Step 1: start at index position 0, get the element in this position, compare to the target of 3.

22 is not equal to the target of 3 so move on.

The current index is now 1. Repear the process – get the element at position 1, compare to the target of 3.

909 is not equal to 3 increment the index counter to 2, move to the next element in the list.

The element has been found, we can no return “true” or “success” and also report at which index it was found.

## Binary Search

The weird thing about Binary Search is that there’s no binary involved. The term comes from a binary choice that is made during each iteration – do we throw away bigger numbers or smaller numbers?

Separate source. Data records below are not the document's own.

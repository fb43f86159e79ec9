//! Bitcoin Cash consensus constants.

/// Satoshis per whole coin.
pub const SATOSHI_PER_BITCOIN: i64 = 100_000_000;

/// Maximum amount of satoshi allowed in a single output or output sum.
pub const MAX_SATOSHI: i64 = 21_000_000 * SATOSHI_PER_BITCOIN;

const ONE_MEGABYTE: u64 = 1_000_000;

/// Maximum number of bytes allowed in a block prior to the August 1st, 2017
/// UAHF hard fork.
pub const LEGACY_MAX_BLOCK_SIZE: u64 = ONE_MEGABYTE;

/// Maximum allowable size of a serialized transaction.
pub const MAX_TRANSACTION_SIZE: u64 = ONE_MEGABYTE;

/// Minimum transaction size enforced between the MagneticAnomaly and
/// Upgrade9 hard forks.
pub const MAGNETIC_ANOMALY_MIN_TRANSACTION_SIZE: u64 = 100;

/// Minimum transaction size enforced from the Upgrade9 hard fork onward.
pub const MIN_TRANSACTION_SIZE: u64 = 65;

/// Ratio between the maximum allowable block size and the maximum allowable
/// number of executed signature checks in the block (network rule).
pub const BLOCK_MAX_BYTES_MAX_SIG_CHECKS_RATIO: u64 = 141;

/// Maximum number of executed signature checks per transaction.
pub const MAX_TRANSACTION_SIG_CHECKS: u64 = 3000;

/// Minimum length of a coinbase signature script.
pub const MIN_COINBASE_SCRIPT_LEN: usize = 2;

/// Maximum length of a coinbase signature script.
pub const MAX_COINBASE_SCRIPT_LEN: usize = 100;

/// Maximum number of seconds a block timestamp is allowed to be ahead of the
/// adjusted network time. Currently 2 hours.
pub const MAX_TIME_OFFSET_SECONDS: i64 = 2 * 60 * 60;

/// Number of previous blocks used to calculate the median time past.
pub const MEDIAN_TIME_BLOCKS: usize = 11;

/// Block version from which coinbases must start with the serialized block
/// height (BIP34).
pub const SERIALIZED_HEIGHT_VERSION: i32 = 2;

/// Starting subsidy for mined blocks, halved every subsidy reduction
/// interval.
pub const BASE_SUBSIDY: i64 = 50 * SATOSHI_PER_BITCOIN;

/// Lock-time values below this threshold are interpreted as block heights,
/// values at or above it as unix timestamps.
pub const LOCK_TIME_THRESHOLD: u32 = 500_000_000;

/// Sequence number that disables lock-time enforcement for an input.
pub const SEQUENCE_FINAL: u32 = 0xffff_ffff;

/// Unix timestamp of the BIP16 (pay-to-script-hash) activation:
/// April 1st, 2012 00:00:00 UTC.
pub const BIP16_ACTIVATION_UNIX: i64 = 1_333_238_400;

Binary Search is one of the most effective and elegant algorithms in computing. Not only is it relatively simple to understand, its performance is incredible – even for extremely large data sets. Binary Search has only one downside, that the list must be in order (sorted) before the search can take place. This fact should not be overlooked as with large data sets this could result in huge overheads. If you were planning to search a data set of billions of items, it would be wise to consider storing elements in order in the first place!

**Method:**

Pre-requisite: The list must be sorted.

- Find the median element (middle)
- Should there be no direct median, simply choose the element to the right (or left, it actually doesn’t matter as long as you stick with this decision each time).

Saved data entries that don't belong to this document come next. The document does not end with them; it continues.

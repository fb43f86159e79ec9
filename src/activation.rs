//! Hard-fork activation resolution.
//!
//! Bitcoin Cash consensus rules change at a sequence of hard forks, gated
//! either by height or by the parent block's median time past. The
//! [`ActivationSet`] captures the complete rule epoch for one candidate
//! block; it is resolved once from the parent node and passed down, so leaf
//! checks never re-derive activation state.

use std::ops::{BitOr, BitOrAssign};

use crate::constants::BIP16_ACTIVATION_UNIX;
use crate::index::BlockNode;
use crate::params::ChainParams;
use crate::script::ScriptFlags;
use crate::types::BlockHeader;

/// Flags that alter the behavior of the validation entry points.
#[derive(Debug, Clone, Copy, PartialEq, Eq, Default)]
pub struct BehaviorFlags(u32);

impl BehaviorFlags {
    /// No modification to the usual checks.
    pub const NONE: BehaviorFlags = BehaviorFlags(0);
    /// Skip the checks that are redundant for blocks known to be good.
    pub const FAST_ADD: BehaviorFlags = BehaviorFlags(1 << 0);
    /// Skip the hash-below-target proof-of-work comparison.
    pub const NO_POW_CHECK: BehaviorFlags = BehaviorFlags(1 << 1);
    /// Apply the MagneticAnomaly rule set during context-free checks.
    pub const MAGNETIC_ANOMALY: BehaviorFlags = BehaviorFlags(1 << 2);
    /// Apply the Upgrade9 rule set during context-free checks.
    pub const UPGRADE9: BehaviorFlags = BehaviorFlags(1 << 3);

    pub fn has(self, flag: BehaviorFlags) -> bool {
        self.0 & flag.0 == flag.0
    }
}

impl BitOr for BehaviorFlags {
    type Output = BehaviorFlags;

    fn bitor(self, rhs: BehaviorFlags) -> BehaviorFlags {
        BehaviorFlags(self.0 | rhs.0)
    }
}

impl BitOrAssign for BehaviorFlags {
    fn bitor_assign(&mut self, rhs: BehaviorFlags) {
        self.0 |= rhs.0;
    }
}

/// The hard forks active for one candidate block.
#[derive(Debug, Clone, Copy, PartialEq, Eq, Default)]
pub struct ActivationSet {
    pub uahf: bool,
    pub daa: bool,
    pub magnetic_anomaly: bool,
    pub great_wall: bool,
    pub graviton: bool,
    pub phonon: bool,
    pub upgrade9: bool,
    pub abla: bool,
    pub cosmic_inflation: bool,
    pub upgrade11: bool,
}

impl ActivationSet {
    /// Resolve the rule epoch for the block that extends `parent`.
    ///
    /// Height-gated forks activate once the candidate height exceeds the
    /// fork height; time-gated forks once the parent's median time past
    /// reaches the activation time. The candidate's own timestamp never
    /// participates.
    pub fn from_parent(parent: &BlockNode, params: &ChainParams) -> ActivationSet {
        let height = parent.height + 1;
        let parent_mtp = parent.calc_past_median_time().timestamp();

        ActivationSet {
            uahf: height > params.uahf_fork_height,
            daa: height > params.daa_fork_height,
            magnetic_anomaly: height > params.magnetic_anomaly_fork_height,
            great_wall: height > params.great_wall_fork_height,
            graviton: height > params.graviton_fork_height,
            phonon: height > params.phonon_fork_height,
            upgrade9: height > params.upgrade9_fork_height,
            abla: height > params.abla_fork_height,
            cosmic_inflation: parent_mtp >= params.cosmic_inflation_activation_time,
            upgrade11: parent_mtp >= params.upgrade11_activation_time,
        }
    }

    /// The script verification flags for a block under this rule epoch.
    ///
    /// BIP16, BIP65 and BIP66 are additionally gated on the header itself
    /// (timestamp and version), which is why the header is needed here.
    pub fn script_flags(
        &self,
        header: &BlockHeader,
        height: u32,
        csv_active: bool,
        params: &ChainParams,
    ) -> ScriptFlags {
        let mut flags = ScriptFlags::empty();

        if header.timestamp.timestamp() >= BIP16_ACTIVATION_UNIX {
            flags |= ScriptFlags::BIP16;
        }
        if header.version >= 3 && height >= params.bip66_height {
            flags |= ScriptFlags::DER_SIGNATURES;
        }
        if header.version >= 4 && height >= params.bip65_height {
            flags |= ScriptFlags::CHECK_LOCK_TIME_VERIFY;
        }
        if self.uahf {
            flags |= ScriptFlags::STRICT_ENCODING | ScriptFlags::BIP143_SIG_HASH;
        }
        if self.daa {
            flags |= ScriptFlags::LOW_S | ScriptFlags::NULL_FAIL;
        }
        if self.magnetic_anomaly {
            flags |= ScriptFlags::SIG_PUSH_ONLY
                | ScriptFlags::CLEAN_STACK
                | ScriptFlags::CHECK_DATA_SIG;
        }
        if self.great_wall {
            flags |= ScriptFlags::SCHNORR | ScriptFlags::ALLOW_SEGWIT_RECOVERY;
        }
        if self.graviton {
            flags |= ScriptFlags::MINIMAL_DATA | ScriptFlags::SCHNORR_MULTISIG;
        }
        if self.phonon {
            flags |= ScriptFlags::REPORT_SIG_CHECKS | ScriptFlags::REVERSE_BYTES;
        }
        if self.cosmic_inflation {
            flags |= ScriptFlags::INTEGERS_64_BIT | ScriptFlags::NATIVE_INTROSPECTION;
        }
        if self.upgrade9 {
            flags |= ScriptFlags::ALLOW_CASH_TOKENS;
        }
        if self.upgrade11 {
            flags |= ScriptFlags::ALLOW_MAY2025;
        }
        if csv_active {
            flags |= ScriptFlags::CHECK_SEQUENCE_VERIFY;
        }

        flags
    }
}

/// Source of the adaptive block size limit.
///
/// From the ABLA fork onward the maximum block size comes from an adaptive
/// controller that tracks recent block sizes; the controller itself is
/// external to the rule engine.
pub trait BlockSizeOracle: Send + Sync {
    /// The current block size limit in bytes.
    fn block_size_limit(&self) -> u64;
}

/// A fixed block size limit, for networks or tests without an adaptive
/// controller.
#[derive(Debug, Clone, Copy)]
pub struct FixedBlockSize(pub u64);

impl BlockSizeOracle for FixedBlockSize {
    fn block_size_limit(&self) -> u64 {
        self.0
    }
}

#[cfg(test)]
mod tests {
    use super::*;
    use crate::types::{BlockHash, ZERO_HASH};
    use chrono::{TimeZone, Utc};
    use std::sync::Arc;

    fn node_at(height: u32, unix: i64) -> BlockNode {
        // A synthetic node with no ancestors: its own timestamp is the MTP.
        BlockNode {
            hash: BlockHash([1; 32]),
            height,
            version: 4,
            bits: 0x1d00ffff,
            timestamp: Utc.timestamp_opt(unix, 0).unwrap(),
            parent: None,
        }
    }

    fn header_at(version: i32, unix: i64) -> BlockHeader {
        BlockHeader {
            version,
            prev_block: BlockHash(ZERO_HASH),
            merkle_root: ZERO_HASH,
            timestamp: Utc.timestamp_opt(unix, 0).unwrap(),
            bits: 0x1d00ffff,
            nonce: 0,
        }
    }

    #[test]
    fn fork_activates_at_height_after_threshold() {
        let params = ChainParams::mainnet();
        // Candidate at uahf_fork_height: parent one below, not yet active.
        let parent = node_at(params.uahf_fork_height - 1, 1_501_000_000);
        assert!(!ActivationSet::from_parent(&parent, &params).uahf);
        // Candidate at uahf_fork_height + 1 is the first UAHF block.
        let parent = node_at(params.uahf_fork_height, 1_501_000_000);
        assert!(ActivationSet::from_parent(&parent, &params).uahf);
    }

    #[test]
    fn time_gated_forks_use_parent_median_time() {
        let params = ChainParams::mainnet();
        let before = node_at(800_000, params.cosmic_inflation_activation_time - 1);
        assert!(!ActivationSet::from_parent(&before, &params).cosmic_inflation);
        let at = node_at(800_000, params.cosmic_inflation_activation_time);
        assert!(ActivationSet::from_parent(&at, &params).cosmic_inflation);
    }

    #[test]
    fn time_gated_forks_ignore_candidate_timestamp() {
        let params = ChainParams::mainnet();
        // Parent chain entirely before activation; a late candidate
        // timestamp must not activate the fork.
        let mut parent = node_at(800_000, params.upgrade11_activation_time - 1000);
        parent.parent = Some(Arc::new(node_at(
            799_999,
            params.upgrade11_activation_time - 2000,
        )));
        assert!(!ActivationSet::from_parent(&parent, &params).upgrade11);
    }

    #[test]
    fn script_flags_accumulate_across_epochs() {
        let params = ChainParams::mainnet();
        let parent = node_at(params.phonon_fork_height, 1_600_000_000);
        let set = ActivationSet::from_parent(&parent, &params);
        let flags = set.script_flags(
            &header_at(4, 1_600_000_000),
            parent.height + 1,
            true,
            &params,
        );

        for expected in [
            ScriptFlags::BIP16,
            ScriptFlags::DER_SIGNATURES,
            ScriptFlags::CHECK_LOCK_TIME_VERIFY,
            ScriptFlags::STRICT_ENCODING,
            ScriptFlags::BIP143_SIG_HASH,
            ScriptFlags::LOW_S,
            ScriptFlags::NULL_FAIL,
            ScriptFlags::SIG_PUSH_ONLY,
            ScriptFlags::CLEAN_STACK,
            ScriptFlags::CHECK_DATA_SIG,
            ScriptFlags::SCHNORR,
            ScriptFlags::ALLOW_SEGWIT_RECOVERY,
            ScriptFlags::MINIMAL_DATA,
            ScriptFlags::SCHNORR_MULTISIG,
            ScriptFlags::REPORT_SIG_CHECKS,
            ScriptFlags::REVERSE_BYTES,
            ScriptFlags::CHECK_SEQUENCE_VERIFY,
        ] {
            assert!(flags.contains(expected), "missing {expected:?}");
        }
        assert!(!flags.contains(ScriptFlags::ALLOW_CASH_TOKENS));
        assert!(!flags.contains(ScriptFlags::ALLOW_MAY2025));
    }

    #[test]
    fn old_version_headers_skip_der_and_cltv_flags() {
        let params = ChainParams::mainnet();
        let parent = node_at(params.uahf_fork_height, 1_501_000_000);
        let set = ActivationSet::from_parent(&parent, &params);
        let flags = set.script_flags(
            &header_at(2, 1_501_000_000),
            parent.height + 1,
            false,
            &params,
        );
        assert!(!flags.contains(ScriptFlags::DER_SIGNATURES));
        assert!(!flags.contains(ScriptFlags::CHECK_LOCK_TIME_VERIFY));
        assert!(flags.contains(ScriptFlags::STRICT_ENCODING));
    }

    #[test]
    fn behavior_flags_compose() {
        let flags = BehaviorFlags::FAST_ADD | BehaviorFlags::NO_POW_CHECK;
        assert!(flags.has(BehaviorFlags::FAST_ADD));
        assert!(flags.has(BehaviorFlags::NO_POW_CHECK));
        assert!(!flags.has(BehaviorFlags::MAGNETIC_ANOMALY));
        assert!(BehaviorFlags::NONE.has(BehaviorFlags::NONE));
    }
}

Once the median has been found:

- Compare the median with the target – if they match, stop.
- If the median is
**lower**than your target, discard all smaller elements in the list (including the median) - If the median is
**higher**than your target, discard all larger elements in the list (including the median) - Repeat the algorithm with the new, shorter list.

**Example:**

“Find the letter X “

**Iteration 1:**

Find the median, which is “M”

M does not match with the target of X.

M is SMALLER than X so we discard all smaller letters, including M.

Our new list is as below:

**Iteration 2:**

The median is T.

T does not match with the target of X.

T is SMALLER than X, so we discard all smaller letters, including T.

Our new list is as below:

**Iteration 3:**

The median is X.

X is equal to the target of X, so we have found our target at position 23. Stop.

**Example Code:**

The example below finds the number 7 in a list called “list”

```
Find = 7, Start = 0, End = list.length()
Found = False
WHILE Found == False AND Start <= End
Mid = (Start + End) DIV 2
IF list[Mid] = Find THEN
PRINT(“Found at ” + Mid)
Found = True
ELSE
IF List[Mid] > Find THEN
End = Mid - 1
ELSE
Start = Mid + 1
ENDIF
ENDIF
ENDWHILE
```

Note, the code for binary search is often not implemented in this way. The process normally used is called “recursion” which is beyond the scope of your GCSE. For this reason, it is unlikely you will see many code based questions on Binary Search in your exam – but not impossible!

**Summary:**

- Binary search is an extremely efficient searching algorithm
- It has a logarithmic worst case time complexity, which is a posh way of saying “it hardly slows down at all when the size of the data set increases.”
- Binary search
**must**be performed on a**sorted list**or it will not work - Binary search performs so well because it is reducing the size of the data set by half during each iteration.
- You may not see any great improvement over other searching algorithms if you are searching a very small data set.